EXERCISE REQUIREMENTS >> This exercise calls for an exact copy of the listing below.

SOURCE DATA >>
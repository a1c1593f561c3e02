//! STDIO transport implementation.
//!
//! Standard input/output transport for MCP - the default mode. One message
//! per line in, one per line out, until stdin closes.

use rmcp::ServiceExt;
use tracing::info;

use super::{TransportError, TransportResult};
use crate::core::McpServer;

/// STDIO transport handler.
pub struct StdioTransport;

impl StdioTransport {
    /// Run the STDIO transport.
    pub async fn run(server: McpServer) -> TransportResult<()> {
        info!("Ready - communicating via stdin/stdout");

        let service = server
            .serve(rmcp::transport::stdio())
            .await
            .map_err(|e| TransportError::init(e.to_string()))?;

        let reason = service
            .waiting()
            .await
            .map_err(|e| TransportError::service(e.to_string()))?;

        info!("STDIO transport finished: {:?}", reason);
        Ok(())
    }
}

TASK RESULT >>
repository a1c1593f561c3e02
//! STDIO transport implementation.
//!
//! Standard input/output transport for MCP - the default mode. One message
//! per line in, one per line out, until stdin closes.

use rmcp::ServiceExt;
use tracing::info;

use super::{TransportError, TransportResult};
use crate::core::McpServer;

/// STDIO transport handler.
pub struct StdioTransport;

impl StdioTransport {
    /// Run the STDIO transport.
    pub async fn run(server: McpServer) -> TransportResult<()> {
        info!("Ready - communicating via stdin/stdout");

        let service = server
            .serve(rmcp::transport::stdio())
            .await
            .map_err(|e| TransportError::init(e.to_string()))?;

        let reason = service
            .waiting()
            .await
            .map_err(|e| TransportError::service(e.to_string()))?;

        info!("STDIO transport finished: {:?}", reason);
        Ok(())
    }
}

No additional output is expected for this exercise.